The Grand Staircase is the chief stairway connecting the State Floor and the Second Floor of the White House, the official home of the President of the United States. The stairway is primarily used for a ceremony called the Presidential Entrance March. The present Grand Staircase, the fourth staircase occupying the same general space, was completed in 1952 as a part of the Truman White House reconstruction. The Grand Staircase is entered on the State Floor from the Entrance Hall.

Though White House architect James Hoban originally located the main ceremonial staircase at the west end of the Cross Hall, he placed a staircase in the present site of the Grand Staircase in both his initial 1793 plan and 1814 reconstruction designs. No section study exists to illustrate either of Hoban’s staircases. Hoban’s original design of the Grand Staircase at the west end of the Cross Hall was altered by Benjamin Henry Latrobe in 1803 during the administration of Thomas Jefferson. Hoban envisioned the Imperial stair form with a single central stair rising from the east to a landing on the west wall with double runs returning to the east on each side. Latrobe's alteration placed a double run on either side rising from the west to a landing on the east and a single run returning west to the second floor.
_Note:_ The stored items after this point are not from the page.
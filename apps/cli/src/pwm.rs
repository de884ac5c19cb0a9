//! 空跑 PWM 驱动
//!
//! 不接触任何硬件：把每次写入记录到日志，并可选地以 JSON Lines 格式写入文件，
//! 便于离线检查转向/油门输出。

use lanekeep_control::{PulseWidth, PwmDriver, PwmError};
use serde::Serialize;
use std::fs::File;
use std::io::{BufWriter, Write};
use std::path::Path;
use std::time::Instant;
use tracing::{debug, info};

/// 脉宽日志中的一条记录
#[derive(Debug, Serialize)]
#[serde(tag = "event", rename_all = "snake_case")]
enum PwmRecord {
    Frequency { t_ms: f64, hz: f64 },
    Pulse { t_ms: f64, channel: u8, width: u16 },
}

pub struct DryRunPwm {
    log: Option<BufWriter<File>>,
    started: Instant,
    writes: u64,
}

impl DryRunPwm {
    /// 创建驱动；`pulse_log` 为 `Some` 时写入 JSON Lines 文件
    pub fn new(pulse_log: Option<&Path>) -> std::io::Result<Self> {
        let log = match pulse_log {
            Some(path) => {
                info!("Recording PWM writes to {}", path.display());
                Some(BufWriter::new(File::create(path)?))
            },
            None => None,
        };
        Ok(Self {
            log,
            started: Instant::now(),
            writes: 0,
        })
    }

    fn elapsed_ms(&self) -> f64 {
        self.started.elapsed().as_secs_f64() * 1000.0
    }

    fn record(&mut self, record: &PwmRecord) -> Result<(), PwmError> {
        self.writes += 1;
        if let Some(log) = self.log.as_mut() {
            serde_json::to_writer(&mut *log, record).map_err(std::io::Error::from)?;
            log.write_all(b"\n")?;
            // 控制循环停止时可能被直接丢弃，逐行刷新保证日志完整
            log.flush()?;
        }
        Ok(())
    }
}

impl PwmDriver for DryRunPwm {
    fn set_frequency(&mut self, hz: f64) -> Result<(), PwmError> {
        info!("PWM frequency set to {} Hz (dry run)", hz);
        let t_ms = self.elapsed_ms();
        self.record(&PwmRecord::Frequency { t_ms, hz })
    }

    fn set_pulse(&mut self, channel: u8, width: PulseWidth) -> Result<(), PwmError> {
        debug!("channel {} <- {}", channel, width);
        let t_ms = self.elapsed_ms();
        self.record(&PwmRecord::Pulse {
            t_ms,
            channel,
            width: width.get(),
        })
    }
}

impl Drop for DryRunPwm {
    fn drop(&mut self) {
        debug!("Dry-run PWM released after {} writes", self.writes);
    }
}
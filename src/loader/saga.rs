//! Suspend/resume contract between planning logic and the driver.
//!
//! A saga is a synchronous state machine. Each call to [`Saga::resume`] either
//! suspends with one [`Request`] or completes with the saga's output. The first
//! call carries no response; every later call must carry the response to the
//! request yielded just before it. Requests and responses are bound only by
//! that strict alternation.

use crate::error::LoadError;
use crate::loader::request::{Request, Response};

/// Outcome of advancing a saga by one step.
#[derive(Debug)]
pub enum Step<T> {
    /// Suspended: execute this request and resume with its response.
    Yield(Request),
    /// Finished: the saga will not yield again.
    Complete(T),
}

pub trait Saga {
    type Output;

    fn resume(&mut self, response: Option<Response>) -> Result<Step<Self::Output>, LoadError>;

    /// Run to completion, answering each request synchronously.
    fn run_with<F>(mut self, mut respond: F) -> Result<Self::Output, LoadError>
    where
        Self: Sized,
        F: FnMut(&Request) -> Result<Response, LoadError>,
    {
        let mut step = self.resume(None)?;
        loop {
            match step {
                Step::Yield(request) => {
                    let response = respond(&request)?;
                    step = self.resume(Some(response))?;
                }
                Step::Complete(output) => return Ok(output),
            }
        }
    }
}

/// Where a saga stands in the alternation.
#[derive(Debug, Clone, Copy, PartialEq, Eq, Default)]
pub(crate) enum Phase {
    #[default]
    Fresh,
    Suspended,
    Finished,
}

impl Phase {
    /// Check an incoming resume against the current phase and hand back the response.
    pub(crate) fn accept(
        &self,
        saga: &'static str,
        response: Option<Response>,
    ) -> Result<Option<Response>, LoadError> {
        match (self, response) {
            (Phase::Fresh, None) => Ok(None),
            (Phase::Fresh, Some(_)) => Err(LoadError::Protocol(format!(
                "{} was started with a response before yielding any request",
                saga
            ))),
            (Phase::Suspended, Some(response)) => Ok(Some(response)),
            (Phase::Suspended, None) => Err(LoadError::Protocol(format!(
                "{} was resumed without a response to its pending request",
                saga
            ))),
            (Phase::Finished, _) => Err(LoadError::Protocol(format!(
                "{} was resumed after it completed",
                saga
            ))),
        }
    }
}
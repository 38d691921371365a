//! graphdb-loader: register compiled artifacts with a graph database
//!
//! A load is planned as a saga that yields one GraphQL mutation at a time and is
//! resumed with each response; a driver executes the requests in order against an
//! executor. Sources and bytecodes are registered per unit, then every unit is
//! registered as a compilation in one aggregate request.

pub mod cli;
pub mod config;
pub mod error;
pub mod http;
pub mod loader;
pub mod logging;
pub mod types;
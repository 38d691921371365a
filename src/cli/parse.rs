//! CLI parse: clap types for graphdb-load. No behavior; definitions only.

use clap::{Parser, Subcommand};
use std::path::PathBuf;

/// graphdb-load - register compiled artifacts with a graph database
#[derive(Parser)]
#[command(name = "graphdb-load")]
#[command(about = "Load compiled sources, bytecodes and compilations into a graph database")]
pub struct Cli {
    #[command(subcommand)]
    pub command: Commands,

    /// Workspace root directory
    #[arg(long, default_value = ".")]
    pub workspace: PathBuf,

    /// Configuration file path (overrides default config loading)
    #[arg(long)]
    pub config: Option<PathBuf>,

    /// Enable verbose logging (default: off)
    #[arg(long, default_value = "false")]
    pub verbose: bool,

    /// Disable logging entirely
    #[arg(long, default_value = "false")]
    pub quiet: bool,

    /// Log level (trace, debug, info, warn, error, off)
    #[arg(long)]
    pub log_level: Option<String>,

    /// Log format (json, text)
    #[arg(long)]
    pub log_format: Option<String>,

    /// Log output (stdout, stderr, file)
    #[arg(long)]
    pub log_output: Option<String>,

    /// Log file path (when output is "file")
    #[arg(long)]
    pub log_file: Option<PathBuf>,
}

#[derive(Subcommand)]
pub enum Commands {
    /// Show every request a load would issue, without contacting a store
    Plan {
        /// Compilation batch (JSON object keyed by unit)
        batch: PathBuf,
        /// Output format (text or json)
        #[arg(long, default_value = "text")]
        format: String,
        /// Skip the bytecodes stage
        #[arg(long)]
        no_bytecodes: bool,
    },
    /// Load a batch into the configured endpoint
    Load {
        /// Compilation batch (JSON object keyed by unit)
        batch: PathBuf,
        /// GraphQL endpoint URL (overrides endpoint.url)
        #[arg(long)]
        endpoint: Option<String>,
        /// Output format (text or json)
        #[arg(long, default_value = "text")]
        format: String,
        /// Skip the bytecodes stage
        #[arg(long)]
        no_bytecodes: bool,
    },
    /// Configuration commands
    Config {
        #[command(subcommand)]
        command: ConfigCommands,
    },
}

#[derive(Subcommand)]
pub enum ConfigCommands {
    /// Print the effective configuration as TOML
    Show,
}
//! CLI help: stable command names for logs.

use crate::cli::parse::{Commands, ConfigCommands};

pub fn command_name(command: &Commands) -> String {
    match command {
        Commands::Plan { .. } => "plan".to_string(),
        Commands::Load { .. } => "load".to_string(),
        Commands::Config { command } => format!("config.{}", config_command_name(command)),
    }
}

pub fn config_command_name(command: &ConfigCommands) -> &'static str {
    match command {
        ConfigCommands::Show => "show",
    }
}
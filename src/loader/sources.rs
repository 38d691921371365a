//! Sources stage: registers each source file of a compilation unit.

use crate::error::LoadError;
use crate::loader::record::{EachRecord, RecordStage};
use crate::loader::request::{Operation, Response};
use crate::types::{CompilationUnit, IdObject, Source};
use serde_json::json;

pub struct SourcesStage {
    unit_key: String,
}

impl RecordStage for SourcesStage {
    type Record = Source;
    type Id = IdObject;

    const OPERATION: Operation = Operation::AddSources;

    fn unit_key(&self) -> &str {
        &self.unit_key
    }

    fn variables(&self, source: &Source) -> serde_json::Value {
        json!({
            "sources": [{
                "contents": source.contents,
                "sourcePath": source.source_path,
            }]
        })
    }

    fn extract(&self, response: &Response) -> Result<IdObject, LoadError> {
        let mut ids = Self::OPERATION.extract_exact(response, 1)?;
        Ok(ids.remove(0))
    }
}

pub type SourcesLoad = EachRecord<SourcesStage>;

/// Saga registering every source of `unit`, returning their ids in source order.
pub fn sources_load(unit_key: &str, unit: &CompilationUnit) -> SourcesLoad {
    EachRecord::new(
        SourcesStage {
            unit_key: unit_key.to_string(),
        },
        unit.sources.clone(),
    )
}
In 1902, President Theodore Roosevelt engaged architect Charles Follen McKim, of the firm McKim, Mead, and White, to reconfigure and redesign the White House. McKim’s plan removed the Grand Staircase at the West End of the Cross Hall to increase the size of the State Dining Room by more than a third. McKim relocated the new Grand Staircase in the eastern end of the Cross Hall, opposite the entrance to the Green Room in the site of Hoban's less formal east staircase.

McKim's Grand Staircase adopted the Imperial stair form: a central run beginning on the south and rising to a landing on the north, with double runs doubling back to the south as it rises to the second floor. Formal in plan, its relatively narrow opening into the Cross Hall limited visibility of the President, First Lady and their official guests. McKim's Grand Staircase was entered through an arched opening with the first two steps protruding into the Cross Hall. A decorated wrought iron gate on the State Floor was normally kept closed except during state ceremonies. A pair of niches flanked the center run and the first course used a heavy crimson silk cord as a decorative railing. The stair was constructed in Joliet marble and covered in a crimson stair carpet. A lantern similar to one selected by McKim for the Entrance Hall was hung above the landing.